Clostridium botulinum serotype C strains produce a neurotoxin (BoNT) along with nontoxic proteins, including nontoxic nonhemagglutinin and three hemagglutinin subcomponents, HA‐70, HA‐33 and HA‐17, to form a large toxin complex (L‐TC). While L‐TCs produced by serotype C strains usually exhibit hemagglutination (HA) activity via HA‐33 binding to sialic acid on erythrocytes, serotype C strain Yoichi (C‐Yoichi) L‐TC exhibited neither HA nor binding activity towards erythrocytes, probably due to a C‐terminal truncation of the HA‐33 protein. However, here, we demonstrate that C‐Yoichi L‐TC newly showed full HA and binding activity towards neuraminidase‐treated erythrocytes that was completely inhibited in the presence of galactose (Gal) or lactose (Lac).

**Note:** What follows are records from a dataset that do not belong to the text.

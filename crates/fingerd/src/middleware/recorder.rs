//! Transparent response decorator that observes status and body size

use axum::body::{Body, Bytes, HttpBody};
use axum::http::StatusCode;
use axum::response::Response;
use http_body::{Frame, SizeHint};
use std::pin::Pin;
use std::sync::atomic::{AtomicUsize, Ordering};
use std::sync::Arc;
use std::task::{Context, Poll};
use tracing::{debug, Span};

/// Records the status of the first response it sees and counts the bytes
/// its body yields. Frames are forwarded untouched; nothing is buffered.
#[derive(Debug)]
pub struct ResponseRecorder {
    status: Option<StatusCode>,
    written: Arc<AtomicUsize>,
    span: Span,
}

impl ResponseRecorder {
    pub fn new(span: Span) -> Self {
        Self {
            status: None,
            written: Arc::new(AtomicUsize::new(0)),
            span,
        }
    }

    /// Observe `response`, returning it with its body wrapped in a [`RecordedBody`].
    pub fn record(&mut self, response: Response) -> Response {
        if self.status.is_none() {
            self.status = Some(response.status());
        }

        let written = self.written.clone();
        let span = self.span.clone();
        response.map(|inner| {
            Body::new(RecordedBody {
                inner,
                written,
                span,
                finished: false,
            })
        })
    }

    /// Status of the first recorded response, if any
    pub fn status(&self) -> Option<StatusCode> {
        self.status
    }

    /// Body bytes yielded so far
    pub fn bytes_written(&self) -> usize {
        self.written.load(Ordering::Relaxed)
    }
}

/// Body wrapper that tallies data frames as they are polled
pub struct RecordedBody {
    inner: Body,
    written: Arc<AtomicUsize>,
    span: Span,
    finished: bool,
}

impl RecordedBody {
    pub fn into_inner(self) -> Body {
        self.inner
    }
}

impl HttpBody for RecordedBody {
    type Data = Bytes;
    type Error = axum::Error;

    fn poll_frame(
        self: Pin<&mut Self>,
        cx: &mut Context<'_>,
    ) -> Poll<Option<Result<Frame<Self::Data>, Self::Error>>> {
        let this = self.get_mut();
        let poll = Pin::new(&mut this.inner).poll_frame(cx);

        match &poll {
            Poll::Ready(Some(Ok(frame))) => {
                if let Some(data) = frame.data_ref() {
                    this.written.fetch_add(data.len(), Ordering::Relaxed);
                }
            }
            Poll::Ready(None) if !this.finished => {
                this.finished = true;
                let bytes = this.written.load(Ordering::Relaxed);
                this.span.in_scope(|| debug!(bytes, "Response body sent"));
            }
            _ => {}
        }

        poll
    }

    fn is_end_stream(&self) -> bool {
        self.inner.is_end_stream()
    }

    fn size_hint(&self) -> SizeHint {
        self.inner.size_hint()
    }
}
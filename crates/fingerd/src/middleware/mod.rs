//! Request middleware: outcome logging and panic isolation

mod logger;
mod recorder;
mod recover;

pub use logger::request_logger;
pub use recorder::{RecordedBody, ResponseRecorder};
pub use recover::{recoverer, supervise, RuntimeFault};

use axum::middleware::from_fn;
use axum::Router;

/// Wrap every route of `router` in the logger, with the recoverer outermost
/// so a recovered panic still produces a logged 500.
pub fn wrap(router: Router) -> Router {
    router
        .layer(from_fn(request_logger))
        .layer(from_fn(recoverer))
}
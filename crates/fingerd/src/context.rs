//! Per-request context carried explicitly through request extensions
//!
//! The outermost layer creates one [`RequestContext`] per request holding the
//! request's tracing span and a cancellation token derived from the server's
//! shutdown token. Middleware reads it with [`RequestContext::of`] and
//! handlers take it as an extractor.

use axum::extract::{FromRequestParts, Request, State};
use axum::http::request::Parts;
use axum::middleware::Next;
use axum::response::Response;
use std::convert::Infallible;
use tokio_util::sync::CancellationToken;
use tracing::{info_span, Instrument, Span};

#[derive(Debug, Clone)]
pub struct RequestContext {
    span: Span,
    shutdown: CancellationToken,
}

impl RequestContext {
    pub fn new(span: Span, shutdown: CancellationToken) -> Self {
        Self { span, shutdown }
    }

    /// Context attached to `req`, or a detached one if none was attached.
    pub fn of(req: &Request) -> Self {
        req.extensions()
            .get::<Self>()
            .cloned()
            .unwrap_or_else(Self::detached)
    }

    fn detached() -> Self {
        Self::new(Span::current(), CancellationToken::new())
    }

    /// Span that request-scoped events are recorded in
    pub fn span(&self) -> &Span {
        &self.span
    }

    /// Cancelled when the server starts shutting down
    pub fn shutdown(&self) -> &CancellationToken {
        &self.shutdown
    }
}

impl<S> FromRequestParts<S> for RequestContext
where
    S: Send + Sync,
{
    type Rejection = Infallible;

    async fn from_request_parts(parts: &mut Parts, _state: &S) -> Result<Self, Self::Rejection> {
        Ok(parts
            .extensions
            .get::<Self>()
            .cloned()
            .unwrap_or_else(Self::detached))
    }
}

/// Server-wide values every request context is derived from
#[derive(Debug, Clone)]
pub struct ServerContext {
    shutdown: CancellationToken,
}

impl ServerContext {
    pub fn new(shutdown: CancellationToken) -> Self {
        Self { shutdown }
    }
}

/// Attach a fresh [`RequestContext`] and run the rest of the chain inside its span
pub async fn attach_context(
    State(server): State<ServerContext>,
    mut req: Request,
    next: Next,
) -> Response {
    let span = info_span!(
        "request",
        method = %req.method(),
        path = %req.uri().path(),
    );
    let ctx = RequestContext::new(span.clone(), server.shutdown.child_token());
    req.extensions_mut().insert(ctx);

    next.run(req).instrument(span).await
}

#[cfg(test)]
mod tests {
    use super::*;
    use axum::body::Body;
    use axum::http::StatusCode;
    use axum::middleware::from_fn_with_state;
    use axum::response::IntoResponse;
    use axum::routing::get;
    use axum::Router;
    use tower::ServiceExt;

    #[test]
    fn test_missing_context_is_detached() {
        let req = Request::builder().uri("/").body(Body::empty()).unwrap();
        let ctx = RequestContext::of(&req);
        assert!(!ctx.shutdown().is_cancelled());
    }

    #[tokio::test]
    async fn test_context_follows_server_shutdown() {
        let shutdown = CancellationToken::new();
        shutdown.cancel();

        let router = Router::new()
            .route(
                "/",
                get(|ctx: RequestContext| async move {
                    if ctx.shutdown().is_cancelled() {
                        StatusCode::SERVICE_UNAVAILABLE.into_response()
                    } else {
                        StatusCode::OK.into_response()
                    }
                }),
            )
            .layer(from_fn_with_state(
                ServerContext::new(shutdown),
                attach_context,
            ));

        let response = router
            .oneshot(Request::builder().uri("/").body(Body::empty()).unwrap())
            .await
            .unwrap();

        assert_eq!(response.status(), StatusCode::SERVICE_UNAVAILABLE);
    }
}
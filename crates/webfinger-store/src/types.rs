use serde::{Deserialize, Serialize};
use std::collections::BTreeMap;

/// A link relation in a JRD document
#[derive(Debug, Clone, PartialEq, Eq, Serialize, Deserialize)]
pub struct Link {
    pub rel: String,
    pub href: String,
}

/// A WebFinger resource, serialized as a JSON Resource Descriptor
#[derive(Debug, Clone, PartialEq, Eq, Default, Serialize, Deserialize)]
pub struct WebFinger {
    pub subject: String,
    #[serde(default, skip_serializing_if = "Vec::is_empty")]
    pub aliases: Vec<String>,
    #[serde(default, skip_serializing_if = "Vec::is_empty")]
    pub links: Vec<Link>,
    /// Keys are absolute URIs
    #[serde(default, skip_serializing_if = "BTreeMap::is_empty")]
    pub properties: BTreeMap<String, String>,
}

impl WebFinger {
    pub fn new(subject: impl Into<String>) -> Self {
        Self {
            subject: subject.into(),
            ..Default::default()
        }
    }

    pub fn with_link(mut self, rel: impl Into<String>, href: impl Into<String>) -> Self {
        self.links.push(Link {
            rel: rel.into(),
            href: href.into(),
        });
        self
    }

    pub fn with_property(mut self, key: impl Into<String>, value: impl Into<String>) -> Self {
        self.properties.insert(key.into(), value.into());
        self
    }
}
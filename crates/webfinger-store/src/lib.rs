//! WebFinger identity store
//!
//! Turns two human-edited YAML documents (a URN alias table and a
//! per-identity property table) into an immutable [`IdentityTable`]
//! that answers exact-match WebFinger lookups.

pub mod builder;
pub mod error;
pub mod table;
pub mod types;

pub use builder::{assemble, parse_aliases, parse_resources, ResourceProperties, UrnAliases};
pub use error::{Document, Problem, Result, StoreError};
pub use table::IdentityTable;
pub use types::{Link, WebFinger};

/// Returns true if `value` parses as an absolute URI (scheme included).
pub fn is_absolute_uri(value: &str) -> bool {
    url::Url::parse(value).is_ok()
}
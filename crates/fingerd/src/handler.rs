//! WebFinger protocol handler for `/.well-known/webfinger`

use crate::context::RequestContext;
use crate::error::ProtocolError;
use axum::extract::{RawQuery, State};
use axum::http::{header, HeaderValue, Method};
use axum::response::{IntoResponse, Response};
use axum::Json;
use std::sync::Arc;
use tracing::debug;
use webfinger_store::IdentityTable;

pub const JRD_CONTENT_TYPE: &str = "application/jrd+json";

/// Answer a WebFinger query from the shared identity table.
pub async fn webfinger(
    State(table): State<Arc<IdentityTable>>,
    ctx: RequestContext,
    method: Method,
    RawQuery(query): RawQuery,
) -> Result<Response, ProtocolError> {
    if method != Method::GET {
        return Err(ProtocolError::MethodNotAllowed);
    }

    let resource = query
        .as_deref()
        .and_then(resource_param)
        .filter(|r| !r.is_empty())
        .ok_or(ProtocolError::MissingResource)?;

    let Some(finger) = table.lookup(&resource) else {
        ctx.span()
            .in_scope(|| debug!(resource = %resource, "Webfinger not found"));
        return Err(ProtocolError::NotFound);
    };

    // Json sets application/json; the header part overrides it.
    Ok((
        [(header::CONTENT_TYPE, HeaderValue::from_static(JRD_CONTENT_TYPE))],
        Json(finger),
    )
        .into_response())
}

/// First `resource` value in a urlencoded query string
fn resource_param(query: &str) -> Option<String> {
    url::form_urlencoded::parse(query.as_bytes())
        .find(|(key, _)| key == "resource")
        .map(|(_, value)| value.into_owned())
}
//! Log subscriber setup

use std::io::IsTerminal;
use tracing::level_filters::LevelFilter;
use tracing::Subscriber;
use tracing_subscriber::fmt::MakeWriter;
use tracing_subscriber::EnvFilter;

/// Output format for log events
#[derive(Debug, Clone, Copy, PartialEq, Eq)]
pub enum LogFormat {
    Text,
    Json,
}

impl LogFormat {
    /// JSON when `LOG_FORMAT=json`, text otherwise
    pub fn from_env() -> Self {
        if std::env::var("LOG_FORMAT")
            .map(|v| v == "json")
            .unwrap_or(false)
        {
            LogFormat::Json
        } else {
            LogFormat::Text
        }
    }
}

/// `RUST_LOG` wins when set; otherwise info, or debug with the debug flag.
pub fn log_filter(debug: bool) -> EnvFilter {
    let level = if debug {
        LevelFilter::DEBUG
    } else {
        LevelFilter::INFO
    };
    EnvFilter::builder()
        .with_default_directive(level.into())
        .from_env_lossy()
}

/// Build a subscriber writing to `writer`. Colors are only used for text output.
pub fn subscriber<W>(
    debug: bool,
    format: LogFormat,
    ansi: bool,
    writer: W,
) -> Box<dyn Subscriber + Send + Sync>
where
    W: for<'a> MakeWriter<'a> + Send + Sync + 'static,
{
    let builder = tracing_subscriber::fmt()
        .with_env_filter(log_filter(debug))
        .with_ansi(ansi && format == LogFormat::Text)
        .with_writer(writer);

    match format {
        LogFormat::Json => Box::new(builder.json().finish()),
        LogFormat::Text => Box::new(builder.finish()),
    }
}

/// Install the process-wide subscriber writing to stderr.
pub fn init(debug: bool) {
    let ansi = std::io::stderr().is_terminal();
    let subscriber = subscriber(debug, LogFormat::from_env(), ansi, std::io::stderr);
    if tracing::subscriber::set_global_default(subscriber).is_err() {
        tracing::warn!("A global log subscriber was already installed");
    }
}
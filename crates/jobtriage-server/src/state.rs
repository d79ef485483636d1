//! Shared application state

use crate::config::ServerConfig;
use jobtriage_classifiers::JobClassifier;
use jobtriage_telemetry::{DecisionLog, TriageMetrics};
use metrics_exporter_prometheus::PrometheusHandle;
use std::sync::{Arc, Mutex};
use tokio_util::sync::CancellationToken;

/// State shared by all handlers
#[derive(Clone)]
pub struct AppState {
    /// Two-tier job classifier
    pub classifier: Arc<JobClassifier>,

    /// In-process counters for the stats endpoint
    pub metrics: TriageMetrics,

    /// Call decision log, when auditing is enabled
    pub decisions: Option<Arc<Mutex<DecisionLog>>>,

    /// Prometheus handle for rendering `/metrics`
    pub prometheus: Option<PrometheusHandle>,

    /// Root token; each request classifies under a child of it
    pub shutdown: CancellationToken,
}

impl AppState {
    /// Create state around a classifier, with auditing off
    pub fn new(classifier: JobClassifier) -> Self {
        Self {
            classifier: Arc::new(classifier),
            metrics: TriageMetrics::new(),
            decisions: None,
            prometheus: None,
            shutdown: CancellationToken::new(),
        }
    }

    /// Build state from configuration
    pub fn from_config(config: &ServerConfig) -> anyhow::Result<Self> {
        let classifier = JobClassifier::from_config(&config.classifier)?;
        let mut state = Self::new(classifier);
        if config.audit.enabled {
            state = state.with_decision_log(config.audit.capacity);
        }
        Ok(state)
    }

    /// Record call decisions in a log of the given capacity
    pub fn with_decision_log(mut self, capacity: usize) -> Self {
        self.decisions = Some(Arc::new(Mutex::new(DecisionLog::new(capacity))));
        self
    }

    /// Render Prometheus metrics through this handle
    pub fn with_prometheus(mut self, handle: PrometheusHandle) -> Self {
        self.prometheus = Some(handle);
        self
    }

    /// Use the given root cancellation token
    pub fn with_shutdown(mut self, shutdown: CancellationToken) -> Self {
        self.shutdown = shutdown;
        self
    }
}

Binding of C‐Yoichi L‐TC to rat small intestine epithelial cells (IEC‐6) treated with neuraminidase was also significantly enhanced compared with untreated IEC‐6 cells. Similarly, the HA‐33/HA‐17 complex isolated from C‐Yoichi L‐TC also bound to neuraminidase‐treated IEC‐6 cells. The binding activity of both L‐TC and HA‐33/HA‐17 was inhibited in the presence of Gal or Lac. Additionally, C‐Yoichi L‐TC adsorbed tightly to a lactose‐affinity gel column. These results strongly suggest that the unusual recognition of the Gal moiety on the cells could be due to a variation and/or a truncation in the C‐terminal‐half of the unique C‐Yoichi HA‐33 protein.